[Aim of the task]
Go through the records and give the number of lines that include "Some", with nothing else.

*** Block opens ***

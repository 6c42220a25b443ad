use lazy_static::lazy_static;
use regex::Regex;
use scraper::{ElementRef, Html, Node, Selector};

/// Elements whose text never belongs to an article body.
const SKIPPED_TAGS: &[&str] = &[
    "script", "style", "nav", "footer", "header", "aside", "iframe", "noscript", "form",
];

const CONTAINER_SELECTORS: &[&str] = &[
    "article",
    "main",
    ".post-content",
    ".article-content",
    ".entry-content",
    "#content",
    ".content",
    ".post",
    ".article",
    ".story-body",
    ".story",
    ".post-body",
    ".news-article",
    ".blog-post",
    ".node-content",
    "[itemprop=\"articleBody\"]",
    ".body",
    ".entry",
    ".story-text",
];

const MIN_PARAGRAPH_CHARS: usize = 20;
const MIN_DENSE_BLOCK_WORDS: usize = 50;

lazy_static! {
    static ref CONTAINERS: Vec<Selector> = CONTAINER_SELECTORS
        .iter()
        .filter_map(|s| Selector::parse(s).ok())
        .collect();
    static ref PARAGRAPH: Selector = selector("p");
    static ref DIV: Selector = selector("div");
    static ref BODY: Selector = selector("body");
    static ref OG_TITLE: Selector = selector("meta[property=\"og:title\"]");
    static ref TITLE: Selector = selector("title");
    static ref H1: Selector = selector("h1");
    static ref NOISE: Regex = Regex::new(
        r"(?i)share this article|share on:|related articles|you might also like|click to share|comments \(\d+\)|read more|subscribe to our newsletter|sign up for our newsletter|advertisement"
    )
    .unwrap();
}

fn selector(css: &str) -> Selector {
    Selector::parse(css).unwrap()
}

/// One way of locating the article body in a parsed page.
pub trait ExtractionStrategy: Send + Sync {
    fn name(&self) -> &'static str;

    /// Raw candidate text, or `None` when the strategy finds nothing.
    fn extract(&self, document: &Html) -> Option<String>;
}

/// The order the extractor tries strategies in.
pub fn default_chain() -> Vec<Box<dyn ExtractionStrategy>> {
    vec![
        Box::new(ContainerStrategy),
        Box::new(ParagraphStrategy),
        Box::new(DensityStrategy),
        Box::new(BodyStrategy),
    ]
}

fn is_skipped(element: ElementRef<'_>) -> bool {
    SKIPPED_TAGS.contains(&element.value().name())
}

fn inside_skipped(element: ElementRef<'_>) -> bool {
    element
        .ancestors()
        .filter_map(ElementRef::wrap)
        .any(is_skipped)
}

/// Text of `element` and its descendants, skipping boilerplate subtrees,
/// with text nodes joined by `separator`.
pub(crate) fn visible_text(element: ElementRef<'_>, separator: &str) -> String {
    let mut parts = Vec::new();
    collect_text(element, &mut parts);
    parts.join(separator)
}

fn collect_text<'a>(element: ElementRef<'a>, parts: &mut Vec<&'a str>) {
    for child in element.children() {
        match child.value() {
            Node::Text(text) => {
                let text: &'a str = text;
                if !text.trim().is_empty() {
                    parts.push(text);
                }
            }
            Node::Element(_) => {
                if let Some(child) = ElementRef::wrap(child) {
                    if !is_skipped(child) {
                        collect_text(child, parts);
                    }
                }
            }
            _ => {}
        }
    }
}

fn non_blank(text: String) -> Option<String> {
    if text.trim().is_empty() {
        None
    } else {
        Some(text)
    }
}

/// First known article container on the page.
pub struct ContainerStrategy;

impl ExtractionStrategy for ContainerStrategy {
    fn name(&self) -> &'static str {
        "container"
    }

    fn extract(&self, document: &Html) -> Option<String> {
        CONTAINERS.iter().find_map(|selector| {
            document
                .select(selector)
                .filter(|el| !inside_skipped(*el))
                .find_map(|el| non_blank(visible_text(el, "\n")))
        })
    }
}

/// Every substantial paragraph, in document order.
pub struct ParagraphStrategy;

impl ExtractionStrategy for ParagraphStrategy {
    fn name(&self) -> &'static str {
        "paragraphs"
    }

    fn extract(&self, document: &Html) -> Option<String> {
        let paragraphs: Vec<String> = document
            .select(&PARAGRAPH)
            .filter(|p| !inside_skipped(*p))
            .map(|p| visible_text(p, "").trim().to_string())
            .filter(|p| p.chars().count() > MIN_PARAGRAPH_CHARS)
            .collect();
        non_blank(paragraphs.join("\n\n"))
    }
}

/// The `div` with the best text-to-markup ratio, weighted by its text length.
pub struct DensityStrategy;

impl ExtractionStrategy for DensityStrategy {
    fn name(&self) -> &'static str {
        "density"
    }

    fn extract(&self, document: &Html) -> Option<String> {
        let mut best: Option<(f64, ElementRef<'_>)> = None;
        for div in document.select(&DIV).filter(|d| !inside_skipped(*d)) {
            let text = visible_text(div, " ");
            if text.split_whitespace().count() <= MIN_DENSE_BLOCK_WORDS {
                continue;
            }
            let markup_len = div.html().len().max(1) as f64;
            let text_len = text.len() as f64;
            let score = text_len * (text_len / markup_len);
            if best.map_or(true, |(top, _)| score > top) {
                best = Some((score, div));
            }
        }
        best.and_then(|(_, div)| non_blank(visible_text(div, "\n")))
    }
}

/// Whatever visible text the body holds.
pub struct BodyStrategy;

impl ExtractionStrategy for BodyStrategy {
    fn name(&self) -> &'static str {
        "body"
    }

    fn extract(&self, document: &Html) -> Option<String> {
        document
            .select(&BODY)
            .next()
            .and_then(|body| non_blank(visible_text(body, "\n")))
    }
}

/// Best available page title: `og:title`, then `<title>`, then the first `<h1>`.
pub fn page_title(document: &Html) -> Option<String> {
    let og = document
        .select(&OG_TITLE)
        .filter_map(|m| m.value().attr("content"))
        .map(|c| c.trim().to_string())
        .find(|c| !c.is_empty());
    og.or_else(|| {
        [&*TITLE, &*H1].into_iter().find_map(|sel| {
            document
                .select(sel)
                .map(|el| el.text().collect::<Vec<_>>().join(" "))
                .map(|t| t.split_whitespace().collect::<Vec<_>>().join(" "))
                .find(|t| !t.is_empty())
        })
    })
}

/// Whole-page visible text with one text node per line.
pub fn page_text(document: &Html) -> String {
    document
        .select(&BODY)
        .next()
        .map(|body| visible_text(body, "\n"))
        .unwrap_or_default()
}

/// Strips sharing and newsletter boilerplate, then trims every line and drops
/// the blank ones.
pub fn clean_text(text: &str) -> String {
    NOISE
        .replace_all(text, "")
        .lines()
        .map(str::trim)
        .filter(|line| !line.is_empty())
        .collect::<Vec<_>>()
        .join("\n")
}

#[cfg(test)]
mod tests {
    use super::*;

    fn sentence(n: usize) -> String {
        vec!["ransomware"; n].join(" ")
    }

    #[test]
    fn test_container_skips_navigation_and_scripts() {
        let html = r#"<html><body>
            <article>
              <nav>Home | News</nav>
              <h2>Loader update</h2>
              <p>The loader now uses <b>signed</b> drivers.</p>
              <script>var tracking = 1;</script>
            </article>
        </body></html>"#;
        let doc = Html::parse_document(html);
        let text = ContainerStrategy.extract(&doc).unwrap();
        assert!(text.contains("Loader update"));
        assert!(text.contains("signed"));
        assert!(!text.contains("Home | News"));
        assert!(!text.contains("tracking"));
    }

    #[test]
    fn test_container_order_prefers_article_over_content_class() {
        let html = r#"<html><body>
            <div class="content">Sidebar teaser text</div>
            <article>Real story body</article>
        </body></html>"#;
        let doc = Html::parse_document(html);
        assert_eq!(ContainerStrategy.extract(&doc).unwrap().trim(), "Real story body");
    }

    #[test]
    fn test_paragraphs_drop_short_fragments() {
        let html = r#"<html><body>
            <p>Too short.</p>
            <p>The actor deployed a <i>custom</i> backdoor on edge devices.</p>
            <footer><p>Copyright notice for the whole site here.</p></footer>
            <p>Patches were released for all affected versions today.</p>
        </body></html>"#;
        let doc = Html::parse_document(html);
        let text = ParagraphStrategy.extract(&doc).unwrap();
        assert_eq!(
            text,
            "The actor deployed a custom backdoor on edge devices.\n\nPatches were released for all affected versions today."
        );
    }

    #[test]
    fn test_density_prefers_text_heavy_block() {
        let html = format!(
            r#"<html><body>
            <div id="links"><a href="/a">{}</a><a href="/b">x</a></div>
            <div id="story"><span>{}</span></div>
            <div id="tiny">few words</div>
            </body></html>"#,
            sentence(55),
            sentence(120)
        );
        let doc = Html::parse_document(&html);
        let text = DensityStrategy.extract(&doc).unwrap();
        assert_eq!(text.split_whitespace().count(), 120);
    }

    #[test]
    fn test_empty_body_yields_nothing() {
        let doc = Html::parse_document("<html><body><script>x()</script></body></html>");
        for strategy in default_chain() {
            assert!(strategy.extract(&doc).is_none(), "{} found text", strategy.name());
        }
    }

    #[test]
    fn test_title_sources_in_order() {
        let doc = Html::parse_document(
            r#"<html><head><meta property="og:title" content=" OG Title "><title>Tab</title></head><body><h1>Head</h1></body></html>"#,
        );
        assert_eq!(page_title(&doc).as_deref(), Some("OG Title"));

        let doc = Html::parse_document("<html><head><title>Tab  Title</title></head><body><h1>Head</h1></body></html>");
        assert_eq!(page_title(&doc).as_deref(), Some("Tab Title"));

        let doc = Html::parse_document("<html><body><h1>Only <em>heading</em></h1></body></html>");
        assert_eq!(page_title(&doc).as_deref(), Some("Only heading"));

        let doc = Html::parse_document("<html><body><p>nothing</p></body></html>");
        assert_eq!(page_title(&doc), None);
    }

    #[test]
    fn test_clean_text() {
        let raw = "  First line  \n\n\n   \nShare this article\nSecond   line\nREAD MORE\n Advertisement \nComments (12)\n";
        assert_eq!(clean_text(raw), "First line\nSecond   line");
    }
}
//! # Naming Module
//!
//! Identifier conversions shared by the column mapper, the assembler and
//! the writer.

/// Converts an underscore delimited identifier to PascalCase.
///
/// Each `_`-separated token is trimmed, its first character is uppercased
/// and the rest is kept as written, then the tokens are concatenated.
///
/// ```
/// assert_eq!(modelgen::naming::camel_case("very_important_person"), "VeryImportantPerson");
/// assert_eq!(modelgen::naming::camel_case("total_amount"), "TotalAmount");
/// ```
pub fn camel_case(input: &str) -> String {
    input.split('_').map(|token| title(token.trim_matches(' '))).collect()
}

fn title(token: &str) -> String {
    let mut chars = token.chars();
    match chars.next() {
        None => String::new(),
        Some(first) => first.to_uppercase().chain(chars).collect(),
    }
}

/// Splits a PascalCase identifier back into lowercase, underscore
/// delimited words.
///
/// An underscore is inserted before every uppercase ASCII letter that
/// follows at least one non-underscore character.
///
/// ```
/// assert_eq!(modelgen::naming::underline_string("XxYy"), "xx_yy");
/// ```
pub fn underline_string(input: &str) -> String {
    let mut out = String::with_capacity(input.len() * 2);
    let mut seen_word = false;

    for (i, c) in input.chars().enumerate() {
        if i > 0 && c.is_ascii_uppercase() && seen_word {
            out.push('_');
        }
        if c != '_' {
            seen_word = true;
        }
        out.push(c);
    }

    out.to_lowercase()
}

/// Removes one leading `"<db_name>_"` from a table name.
///
/// Returns the stripped name and whether the prefix was present.
pub fn strip_db_prefix(table_name: &str, db_name: &str) -> (String, bool) {
    if db_name.is_empty() {
        return (table_name.to_string(), false);
    }

    let prefix = format!("{db_name}_");
    match table_name.strip_prefix(&prefix) {
        Some(rest) => (rest.to_string(), true),
        None => (table_name.to_string(), false),
    }
}

/// Extracts the database name from a connection string: the last
/// `/`-separated segment, without any `?` query parameters.
pub fn database_name(conn: &str) -> String {
    let path = conn.split('?').next().unwrap_or_default();
    let path = path.trim_end_matches('/');
    path.rsplit('/').next().unwrap_or_default().to_string()
}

*** Block closes ***

[Solution for this problem]
8